RERO ILS offers a tool for integrating new data into an existing catalogue. As several institutions may share data, for example bibliographic data, the integration of a new library must ensure that no duplication is created.
Data conversion
In collaboration with the system administration, the librarians provide an extraction of the data to be imported and a conversion guide (mapping) to the JSON format used by RERO ILS. If the original data is in MARC, a standard conversion already exists and can simply be adapted to each structure.
The data is then imported and converted in the migration tool using a specific script. Librarians can check that the data conversion is correct in the Administration > Migrations > Data conversion menu.
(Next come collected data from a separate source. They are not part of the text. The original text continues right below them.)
//! Error types for the cache layer
//!
//! Provides unified error handling using thiserror.

use thiserror::Error;

// == Cache Error Enum ==
/// Unified error type for every cache layer.
///
/// Expected conditions (a miss, a full write-back queue, a single failing key)
/// are never reported through this type by the layer that observes them; they
/// are recorded and absorbed. Everything here is something a caller may want
/// to log or surface.
#[derive(Error, Debug)]
pub enum CacheError {
    /// Invalid or contradictory configuration, rejected at construction
    #[error("Invalid configuration: {0}")]
    Config(String),

    /// `store` was called with differently sized key and value slices
    #[error("Length mismatch: {keys} keys, {values} values")]
    LengthMismatch { keys: usize, values: usize },

    /// Socket level failure talking to a remote cache
    #[error("I/O error: {0}")]
    Io(#[from] std::io::Error),

    /// Remote operation exceeded its deadline
    #[error("Operation timed out: {0}")]
    Timeout(String),

    /// Unexpected reply from a remote cache
    #[error("Protocol error: {0}")]
    Protocol(String),

    /// The circuit breaker for the address is open
    #[error("Circuit breaker open for {address}")]
    CircuitOpen { address: String },

    /// No remote servers are currently known
    #[error("No servers available")]
    NoServers,

    /// Error reported by the redis client
    #[error("Redis error: {0}")]
    Redis(#[from] redis::RedisError),

    /// Stored value could not be decompressed
    #[error("Decompression failed: {0}")]
    Decompress(String),

    /// Value exceeds the backend's item size limit
    #[error("Value too large: {size} bytes exceeds {limit}")]
    ValueTooLarge { size: usize, limit: usize },

    /// The cache has been stopped
    #[error("Cache stopped")]
    Stopped,
}

impl CacheError {
    /// Returns a short, stable label suitable for metric labels.
    pub fn kind(&self) -> &'static str {
        match self {
            CacheError::Config(_) => "config",
            CacheError::LengthMismatch { .. } => "length_mismatch",
            CacheError::Io(_) => "io",
            CacheError::Timeout(_) => "timeout",
            CacheError::Protocol(_) => "protocol",
            CacheError::CircuitOpen { .. } => "circuit_open",
            CacheError::NoServers => "no_servers",
            CacheError::Redis(_) => "redis",
            CacheError::Decompress(_) => "decompress",
            CacheError::ValueTooLarge { .. } => "too_big",
            CacheError::Stopped => "stopped",
        }
    }
}

// == Result Type Alias ==
/// Convenience Result type for the cache layer.
pub type Result<T> = std::result::Result<T, CacheError>;
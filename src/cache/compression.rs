//! Snappy compression decorator.

use std::sync::Arc;

use async_trait::async_trait;
use snap::raw::{Decoder as SnapDecoder, Encoder as SnapEncoder};
use tracing::warn;

use crate::cache::{Cache, CacheType, Fetched};
use crate::context::RequestContext;
use crate::error::{CacheError, Result};

/// Compresses values with snappy on store and decompresses them on fetch.
///
/// A value that fails to decompress fails the whole fetch.
pub struct SnappyCache {
    inner: Arc<dyn Cache>,
}

impl SnappyCache {
    pub fn new(inner: Arc<dyn Cache>) -> Self {
        Self { inner }
    }
}

#[async_trait]
impl Cache for SnappyCache {
    async fn store(
        &self,
        ctx: &RequestContext,
        keys: Vec<String>,
        values: Vec<Vec<u8>>,
    ) -> Result<()> {
        let mut encoder = SnapEncoder::new();
        let mut compressed = Vec::with_capacity(values.len());
        for value in &values {
            match encoder.compress_vec(value) {
                Ok(bytes) => compressed.push(bytes),
                Err(err) => {
                    // Only possible for inputs beyond snappy's length limit
                    return Err(CacheError::Protocol(format!("snappy compress: {err}")));
                }
            }
        }
        self.inner.store(ctx, keys, compressed).await
    }

    async fn fetch(&self, ctx: &RequestContext, keys: Vec<String>) -> Result<Fetched> {
        let fetched = self.inner.fetch(ctx, keys).await?;

        let mut decoder = SnapDecoder::new();
        let mut values = Vec::with_capacity(fetched.values.len());
        for (key, value) in fetched.found.iter().zip(&fetched.values) {
            match decoder.decompress_vec(value) {
                Ok(bytes) => values.push(bytes),
                Err(err) => {
                    warn!(key = %key, error = %err, "failed to decompress cached value");
                    return Err(CacheError::Decompress(format!("{key}: {err}")));
                }
            }
        }

        Ok(Fetched {
            found: fetched.found,
            values,
            missing: fetched.missing,
        })
    }

    async fn stop(&self) {
        self.inner.stop().await;
    }

    fn cache_type(&self) -> CacheType {
        self.inner.cache_type()
    }
}
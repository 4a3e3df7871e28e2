//! Configuration Module
//!
//! Plain configuration values for every cache layer, loadable from environment
//! variables. Validation happens eagerly when the factory assembles a cache.

use std::env;
use std::str::FromStr;
use std::time::Duration;

use serde::Deserialize;

use crate::error::{CacheError, Result};

/// Top level cache configuration.
#[derive(Debug, Clone, Default, Deserialize)]
#[serde(default)]
pub struct Config {
    /// In-process tier
    pub embedded: EmbeddedConfig,
    /// Write-back settings applied to the remote tier
    pub background: BackgroundConfig,
    /// Memcached remote tier, if configured
    pub memcached: Option<MemcachedConfig>,
    /// Redis remote tier, if configured
    pub redis: Option<RedisConfig>,
    /// Snappy-compress values sent to the remote tier
    pub compression: bool,
}

/// Embedded (in-process) cache limits.
///
/// A zero limit means unlimited; at least one of `max_size_bytes` and
/// `max_size_items` must be set when `enabled` is true.
#[derive(Debug, Clone, Deserialize)]
#[serde(default)]
pub struct EmbeddedConfig {
    pub enabled: bool,
    pub max_size_bytes: usize,
    pub max_size_items: usize,
    /// Entries older than this are purged; zero disables the purge task
    pub ttl: Duration,
    pub purge_interval: Duration,
}

impl Default for EmbeddedConfig {
    fn default() -> Self {
        Self {
            enabled: false,
            max_size_bytes: 0,
            max_size_items: 0,
            ttl: Duration::ZERO,
            purge_interval: Duration::from_secs(60),
        }
    }
}

/// Background write-back settings.
#[derive(Debug, Clone, Deserialize)]
#[serde(default)]
pub struct BackgroundConfig {
    /// Number of worker tasks forwarding batches
    pub workers: usize,
    /// Queue capacity, in batches
    pub queue_capacity: usize,
    /// Total bytes allowed in flight across all queued batches
    pub max_queued_bytes: usize,
}

impl Default for BackgroundConfig {
    fn default() -> Self {
        Self {
            workers: 10,
            queue_capacity: 10_000,
            max_queued_bytes: 1 << 30,
        }
    }
}

/// Circuit breaker settings for a remote dialer.
#[derive(Debug, Clone, Deserialize)]
#[serde(default)]
pub struct BreakerConfig {
    /// Consecutive failures that open the breaker; zero disables breakers
    pub failure_threshold: u32,
    /// How long the breaker stays open before allowing a trial request
    pub open_timeout: Duration,
    /// Period after which the closed-state failure count is reset
    pub reset_interval: Duration,
}

impl Default for BreakerConfig {
    fn default() -> Self {
        Self {
            failure_threshold: 10,
            open_timeout: Duration::from_secs(10),
            reset_interval: Duration::from_secs(10),
        }
    }
}

/// Memcached remote tier.
#[derive(Debug, Clone, Deserialize)]
#[serde(default)]
pub struct MemcachedConfig {
    /// `host:port` entries, resolved on every refresh
    pub addresses: Vec<String>,
    /// Per operation deadline, also used when dialing
    pub timeout: Duration,
    pub max_idle_conns: usize,
    /// Values above this size are not sent to memcached
    pub max_item_size: usize,
    pub update_interval: Duration,
    /// Use the consistent hash ring instead of hash-modulo selection
    pub consistent_hash: bool,
    /// Keys per fetch sub-batch; zero disables batching
    pub batch_size: usize,
    /// Fetch worker count; zero disables batching
    pub parallelism: usize,
    /// Expiry applied to stored values; zero means no expiry
    pub default_validity: Duration,
    pub breaker: BreakerConfig,
}

impl Default for MemcachedConfig {
    fn default() -> Self {
        Self {
            addresses: Vec::new(),
            timeout: Duration::from_millis(100),
            max_idle_conns: 16,
            max_item_size: 1 << 20,
            update_interval: Duration::from_secs(60),
            consistent_hash: true,
            batch_size: 1024,
            parallelism: 100,
            default_validity: Duration::ZERO,
            breaker: BreakerConfig::default(),
        }
    }
}

/// Redis remote tier.
#[derive(Debug, Clone, Deserialize)]
#[serde(default)]
pub struct RedisConfig {
    /// One `redis://` URL, or several node URLs in cluster mode
    pub endpoints: Vec<String>,
    pub cluster: bool,
    pub timeout: Duration,
    /// Expiry applied to stored values; zero means no expiry
    pub expiration: Duration,
}

impl Default for RedisConfig {
    fn default() -> Self {
        Self {
            endpoints: Vec::new(),
            cluster: false,
            timeout: Duration::from_millis(500),
            expiration: Duration::ZERO,
        }
    }
}

impl Config {
    /// Creates a new Config by loading values from environment variables.
    ///
    /// # Environment Variables
    /// - `TIERCACHE_EMBEDDED_ENABLED` - enable the in-process tier (default: false)
    /// - `TIERCACHE_EMBEDDED_MAX_BYTES` / `TIERCACHE_EMBEDDED_MAX_ITEMS` - limits (default: 0)
    /// - `TIERCACHE_EMBEDDED_TTL_SECS` - entry TTL (default: 0, no purge)
    /// - `TIERCACHE_BACKGROUND_WORKERS` / `_QUEUE` / `_MAX_BYTES` - write-back settings
    /// - `TIERCACHE_MEMCACHED_ADDRESSES` - comma separated; presence enables memcached
    /// - `TIERCACHE_MEMCACHED_BATCH_SIZE` / `_PARALLELISM` - batched fetch settings
    /// - `TIERCACHE_REDIS_ENDPOINTS` - comma separated; presence enables redis
    /// - `TIERCACHE_REDIS_CLUSTER` - cluster mode (default: false)
    /// - `TIERCACHE_COMPRESSION` - snappy for the remote tier (default: false)
    pub fn from_env() -> Self {
        let embedded_defaults = EmbeddedConfig::default();
        let embedded = EmbeddedConfig {
            enabled: env_or("TIERCACHE_EMBEDDED_ENABLED", false),
            max_size_bytes: env_or("TIERCACHE_EMBEDDED_MAX_BYTES", 0),
            max_size_items: env_or("TIERCACHE_EMBEDDED_MAX_ITEMS", 0),
            ttl: Duration::from_secs(env_or("TIERCACHE_EMBEDDED_TTL_SECS", 0)),
            purge_interval: embedded_defaults.purge_interval,
        };

        let background_defaults = BackgroundConfig::default();
        let background = BackgroundConfig {
            workers: env_or("TIERCACHE_BACKGROUND_WORKERS", background_defaults.workers),
            queue_capacity: env_or(
                "TIERCACHE_BACKGROUND_QUEUE",
                background_defaults.queue_capacity,
            ),
            max_queued_bytes: env_or(
                "TIERCACHE_BACKGROUND_MAX_BYTES",
                background_defaults.max_queued_bytes,
            ),
        };

        let memcached = env_list("TIERCACHE_MEMCACHED_ADDRESSES").map(|addresses| {
            let defaults = MemcachedConfig::default();
            MemcachedConfig {
                addresses,
                batch_size: env_or("TIERCACHE_MEMCACHED_BATCH_SIZE", defaults.batch_size),
                parallelism: env_or("TIERCACHE_MEMCACHED_PARALLELISM", defaults.parallelism),
                ..defaults
            }
        });

        let redis = env_list("TIERCACHE_REDIS_ENDPOINTS").map(|endpoints| RedisConfig {
            endpoints,
            cluster: env_or("TIERCACHE_REDIS_CLUSTER", false),
            ..RedisConfig::default()
        });

        Self {
            embedded,
            background,
            memcached,
            redis,
            compression: env_or("TIERCACHE_COMPRESSION", false),
        }
    }

    // == Validate ==
    /// Rejects configurations that cannot be assembled into a cache.
    pub fn validate(&self) -> Result<()> {
        if self.embedded.enabled
            && self.embedded.max_size_bytes == 0
            && self.embedded.max_size_items == 0
        {
            return Err(CacheError::Config(
                "embedded cache enabled without max_size_bytes or max_size_items".to_string(),
            ));
        }

        if self.memcached.is_some() && self.redis.is_some() {
            return Err(CacheError::Config(
                "memcached and redis cannot both be configured".to_string(),
            ));
        }

        if let Some(memcached) = &self.memcached {
            if memcached.addresses.is_empty() {
                return Err(CacheError::Config("memcached has no addresses".to_string()));
            }
        }

        if let Some(redis) = &self.redis {
            if redis.endpoints.is_empty() {
                return Err(CacheError::Config("redis has no endpoints".to_string()));
            }
            if !redis.cluster && redis.endpoints.len() > 1 {
                return Err(CacheError::Config(
                    "multiple redis endpoints require cluster mode".to_string(),
                ));
            }
        }

        Ok(())
    }
}

fn env_or<T: FromStr>(name: &str, default: T) -> T {
    env::var(name)
        .ok()
        .and_then(|v| v.parse().ok())
        .unwrap_or(default)
}

fn env_list(name: &str) -> Option<Vec<String>> {
    let raw = env::var(name).ok()?;
    let items: Vec<String> = raw
        .split(',')
        .map(str::trim)
        .filter(|s| !s.is_empty())
        .map(String::from)
        .collect();
    if items.is_empty() {
        None
    } else {
        Some(items)
    }
}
This menu shows the source data and the result of the conversion to JSON.
Deduplication
A mechanism compares incoming data with existing data and assigns different statuses depending on the certainty of duplication.
- Match: An existing resource that exceeds the defined similarity threshold was found. The incoming resource will be automatically attached to the existing resource during migration.
- No match: No candidate was found. The incoming resource will be automatically imported during migration.
- Multiple match: The mechanism has found several existing resources that exceed the defined similarity threshold. This may be an existing duplicate or two different resources that are very similar. A manual check is required to define which existing resource the incoming resource should be attached to.
- Check: The mechanism has found one or more candidate resources that could be duplicates. Under the defined similarity threshold, a manual check is required to ensure that it is indeed a duplicate.
Recipe for automatic document deduplication
The system has a powerful mechanism that enables it to find out whether the incoming document already exists in the ILS. This mechanism is available in the application's source code. It can be adapted by the system administration to different data structures and different resources (users, etc.) depending on the migration to be carried out.
Here is a summary of the standard recipe for finding matches/candidates for an incoming document:
Step 1: Strict search for exact matches
- The system searches the database for documents that have an identifier in common with the incoming document (ignoring identifiers of type
bf:Local
). Harvested, draft and masked documents are ignored. - Documents where the following fields are identical to the incoming document are kept as candidates:
- Main document type
- Dates in the field Provision activity
- First Responsibility statement
- First Edition statement
- The agent statement (publisher) in the first Provision activity
- If a document matches, the status is match.
- If several documents match, the status is multiple match.
- If there are no matching documents, go to step 2.
Step 2: broad search for matches/candidates
- The system uses the main title, the Provision activity and the first Responsibility statement of the incoming document to construct a relatively broad query and obtain an initial list of possible candidates.
- For each of these candidates, the system assigns a similarity score from 0 to 1 based on several document fields with different weightings (title, publication date, identifiers, etc.).
- Candidates with an average score below a certain threshold (0.6) are ignored.
- Candidates with an average score above a certain threshold (0.8) are considered as duplicates.
- If there are no candidates >0.6, the status is no match.
- If there is a candidate >0.8, the status is match, unless the publication date does not match (forced arbitration).
- If there are several candidates >0.8, the status is multiple match.
- If there are only candidates between 0.8 and 0.6, the status is check.
Deduplication workflow
Documents with candidates that could not be certified by the system can be checked manually by librarians in the deduplication module: Menu Admin > Migrations > Deduplication.
This menu shows the list of incoming documents with their status and candidates in the ILS database. For each incoming document, the librarian can browse the candidates found by the system, add one manually, compare the main metadata, open the detailed records and validate or reject a candidate.
- PID of the current candidate. Can be edited to manually add a corresponding record if it is not in the proposed list.
- Current candidate indicator. The arrows are used to browse the list of candidates sorted by score.
- Validate: certifies the current candidate as a match (resource to attach to). / Reject: rejects all candidates and certifies that this incoming document does not have a match in the database.
- Batches: Allows you to divide documents into batches so that several librarians can work on deduplication without risking to check the same documents as their colleagues.